▸ Try it:
Restating the data exactly is the whole task.
-------- Available data
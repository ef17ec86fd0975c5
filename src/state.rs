use std::sync::Arc;

use crate::config::AppConfig;
use crate::database::{RestStore, Store, StoreError};

/// Per-process dependencies handed to every handler.
#[derive(Clone)]
pub struct AppState {
    pub store: Arc<dyn Store>,
    pub bearer_token: Option<Arc<str>>,
}

impl AppState {
    pub fn new(store: Arc<dyn Store>, bearer_token: Option<String>) -> Self {
        Self {
            store,
            bearer_token: bearer_token.map(Arc::from),
        }
    }

    /// Open the hosted store described by `config`.
    pub fn from_config(config: &AppConfig) -> Result<Self, StoreError> {
        let store = RestStore::new(&config.store)?;
        Ok(Self::new(Arc::new(store), config.auth.bearer_token.clone()))
    }
}
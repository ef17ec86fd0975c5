use axum::{extract::State, Json};
use serde_json::Value;
use tracing::error;

use crate::database::{Order, Table};
use crate::error::ApiResult;
use crate::middleware::JsonObject;
use crate::models::PROJECT;
use crate::state::AppState;

/// GET /api/projects - every project, newest first
pub async fn list(State(state): State<AppState>) -> ApiResult<Json<Vec<Value>>> {
    let rows = state
        .store
        .select_all(Table::Projects, Order::desc("created_at"))
        .await
        .map_err(|e| {
            error!("select from {} failed: {}", Table::Projects, e);
            e
        })?;

    Ok(Json(rows))
}

/// POST /api/projects - body `{ name, description? }`
pub async fn create(State(state): State<AppState>, body: JsonObject) -> ApiResult<Json<Value>> {
    super::create(&state, &PROJECT, body).await.map(Json)
}
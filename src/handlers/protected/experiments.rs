use axum::{extract::State, Json};
use serde_json::Value;

use crate::error::ApiResult;
use crate::middleware::JsonObject;
use crate::models::EXPERIMENT;
use crate::state::AppState;

/// POST /api/experiments
pub async fn create(State(state): State<AppState>, body: JsonObject) -> ApiResult<Json<Value>> {
    super::create(&state, &EXPERIMENT, body).await.map(Json)
}
pub mod rest;
pub mod store;

pub use rest::RestStore;
pub use store::{Order, Store, StoreError, Table};
//! Field rules for the rows this service creates.
//!
//! A "required" field must be truthy, while a "defined" field only needs its
//! key to be present. Types, ranges and references are left to the store.

use serde_json::{Map, Value};

use crate::database::Table;
use crate::error::ApiError;

#[derive(Debug, Clone, Copy, PartialEq, Eq)]
pub enum Rule {
    /// Present and not `null`, `false`, `0` or `""`.
    Required,
    /// Key present, any value (including `null` and `0`).
    Defined,
    /// Forwarded when present.
    Optional,
}

#[derive(Debug, Clone, Copy)]
pub struct Field {
    pub name: &'static str,
    pub rule: Rule,
}

const fn field(name: &'static str, rule: Rule) -> Field {
    Field { name, rule }
}

/// Columns accepted for one insert, plus the message used when a required
/// column is missing.
#[derive(Debug)]
pub struct Entity {
    pub table: Table,
    pub fields: &'static [Field],
    pub missing_message: &'static str,
}

pub const PROJECT: Entity = Entity {
    table: Table::Projects,
    fields: &[field("name", Rule::Required), field("description", Rule::Optional)],
    missing_message: "name is required",
};

pub const KPI_TARGET: Entity = Entity {
    table: Table::KpiTargets,
    fields: &[
        field("project_id", Rule::Required),
        field("type", Rule::Required),
        field("metric", Rule::Required),
        field("target_value", Rule::Defined),
        field("due_date", Rule::Optional),
    ],
    missing_message: "project_id, type, metric, target_value required",
};

pub const EXPERIMENT: Entity = Entity {
    table: Table::Experiments,
    fields: &[
        field("project_id", Rule::Required),
        field("hypothesis", Rule::Required),
        field("method", Rule::Optional),
        field("result_metric", Rule::Optional),
        field("result_value", Rule::Optional),
        field("notes", Rule::Optional),
    ],
    missing_message: "project_id and hypothesis are required",
};

impl Entity {
    /// Check the body against the rules and keep only the known columns.
    pub fn build_row(&self, body: &Map<String, Value>) -> Result<Map<String, Value>, ApiError> {
        let mut row = Map::new();

        for f in self.fields {
            let value = body.get(f.name);
            let ok = match f.rule {
                Rule::Required => value.map(is_truthy).unwrap_or(false),
                Rule::Defined => value.is_some(),
                Rule::Optional => true,
            };
            if !ok {
                return Err(ApiError::bad_request(self.missing_message));
            }
            if let Some(v) = value {
                row.insert(f.name.to_string(), v.clone());
            }
        }

        Ok(row)
    }
}

pub fn is_truthy(value: &Value) -> bool {
    match value {
        Value::Null => false,
        Value::Bool(b) => *b,
        Value::Number(n) => n.as_f64().map(|f| f != 0.0 && !f.is_nan()).unwrap_or(true),
        Value::String(s) => !s.is_empty(),
        Value::Array(_) | Value::Object(_) => true,
    }
}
----------------
▸ Solution to the exercise:
repository ef17ec86fd0975c5
filename src/state.rs
use std::sync::Arc;

use crate::config::AppConfig;
use crate::database::{RestStore, Store, StoreError};

/// Per-process dependencies handed to every handler.
#[derive(Clone)]
pub struct AppState {
    pub store: Arc<dyn Store>,
    pub bearer_token: Option<Arc<str>>,
}

impl AppState {
    pub fn new(store: Arc<dyn Store>, bearer_token: Option<String>) -> Self {
        Self {
            store,
            bearer_token: bearer_token.map(Arc::from),
        }
    }

    /// Open the hosted store described by `config`.
    pub fn from_config(config: &AppConfig) -> Result<Self, StoreError> {
        let store = RestStore::new(&config.store)?;
        Ok(Self::new(Arc::new(store), config.auth.bearer_token.clone()))
    }
}
repository ef17ec86fd0975c5
use axum::{extract::State, Json};
use serde_json::Value;
use tracing::error;

use crate::database::{Order, Table};
use crate::error::ApiResult;
use crate::middleware::JsonObject;
use crate::models::PROJECT;
use crate::state::AppState;

/// GET /api/projects - every project, newest first
pub async fn list(State(state): State<AppState>) -> ApiResult<Json<Vec<Value>>> {
    let rows = state
        .store
        .select_all(Table::Projects, Order::desc("created_at"))
        .await
        .map_err(|e| {
            error!("select from {} failed: {}", Table::Projects, e);
            e
        })?;

    Ok(Json(rows))
}

/// POST /api/projects - body `{ name, description? }`
pub async fn create(State(state): State<AppState>, body: JsonObject) -> ApiResult<Json<Value>> {
    super::create(&state, &PROJECT, body).await.map(Json)
}
filename src/handlers/protected/experiments.rs
use axum::{extract::State, Json};
use serde_json::Value;

use crate::error::ApiResult;
use crate::middleware::JsonObject;
use crate::models::EXPERIMENT;
use crate::state::AppState;

/// POST /api/experiments
pub async fn create(State(state): State<AppState>, body: JsonObject) -> ApiResult<Json<Value>> {
    super::create(&state, &EXPERIMENT, body).await.map(Json)
}
pub mod rest;
pub mod store;

pub use rest::RestStore;
pub use store::{Order, Store, StoreError, Table};
//! Field rules for the rows this service creates.
//!
//! A "required" field must be truthy, while a "defined" field only needs its
//! key to be present. Types, ranges and references are left to the store.

use serde_json::{Map, Value};

use crate::database::Table;
use crate::error::ApiError;

#[derive(Debug, Clone, Copy, PartialEq, Eq)]
pub enum Rule {
    /// Present and not `null`, `false`, `0` or `""`.
    Required,
    /// Key present, any value (including `null` and `0`).
    Defined,
    /// Forwarded when present.
    Optional,
}

#[derive(Debug, Clone, Copy)]
pub struct Field {
    pub name: &'static str,
    pub rule: Rule,
}

const fn field(name: &'static str, rule: Rule) -> Field {
    Field { name, rule }
}

/// Columns accepted for one insert, plus the message used when a required
/// column is missing.
#[derive(Debug)]
pub struct Entity {
    pub table: Table,
    pub fields: &'static [Field],
    pub missing_message: &'static str,
}

pub const PROJECT: Entity = Entity {
    table: Table::Projects,
    fields: &[field("name", Rule::Required), field("description", Rule::Optional)],
    missing_message: "name is required",
};

pub const KPI_TARGET: Entity = Entity {
    table: Table::KpiTargets,
    fields: &[
        field("project_id", Rule::Required),
        field("type", Rule::Required),
        field("metric", Rule::Required),
        field("target_value", Rule::Defined),
        field("due_date", Rule::Optional),
    ],
    missing_message: "project_id, type, metric, target_value required",
};

pub const EXPERIMENT: Entity = Entity {
    table: Table::Experiments,
    fields: &[
        field("project_id", Rule::Required),
        field("hypothesis", Rule::Required),
        field("method", Rule::Optional),
        field("result_metric", Rule::Optional),
        field("result_value", Rule::Optional),
        field("notes", Rule::Optional),
    ],
    missing_message: "project_id and hypothesis are required",
};

impl Entity {
    /// Check the body against the rules and keep only the known columns.
    pub fn build_row(&self, body: &Map<String, Value>) -> Result<Map<String, Value>, ApiError> {
        let mut row = Map::new();

        for f in self.fields {
            let value = body.get(f.name);
            let ok = match f.rule {
                Rule::Required => value.map(is_truthy).unwrap_or(false),
                Rule::Defined => value.is_some(),
                Rule::Optional => true,
            };
            if !ok {
                return Err(ApiError::bad_request(self.missing_message));
            }
            if let Some(v) = value {
                row.insert(f.name.to_string(), v.clone());
            }
        }

        Ok(row)
    }
}

pub fn is_truthy(value: &Value) -> bool {
    match value {
        Value::Null => false,
        Value::Bool(b) => *b,
        Value::Number(n) => n.as_f64().map(|f| f != 0.0 && !f.is_nan()).unwrap_or(true),
        Value::String(s) => !s.is_empty(),
        Value::Array(_) | Value::Object(_) => true,
    }
}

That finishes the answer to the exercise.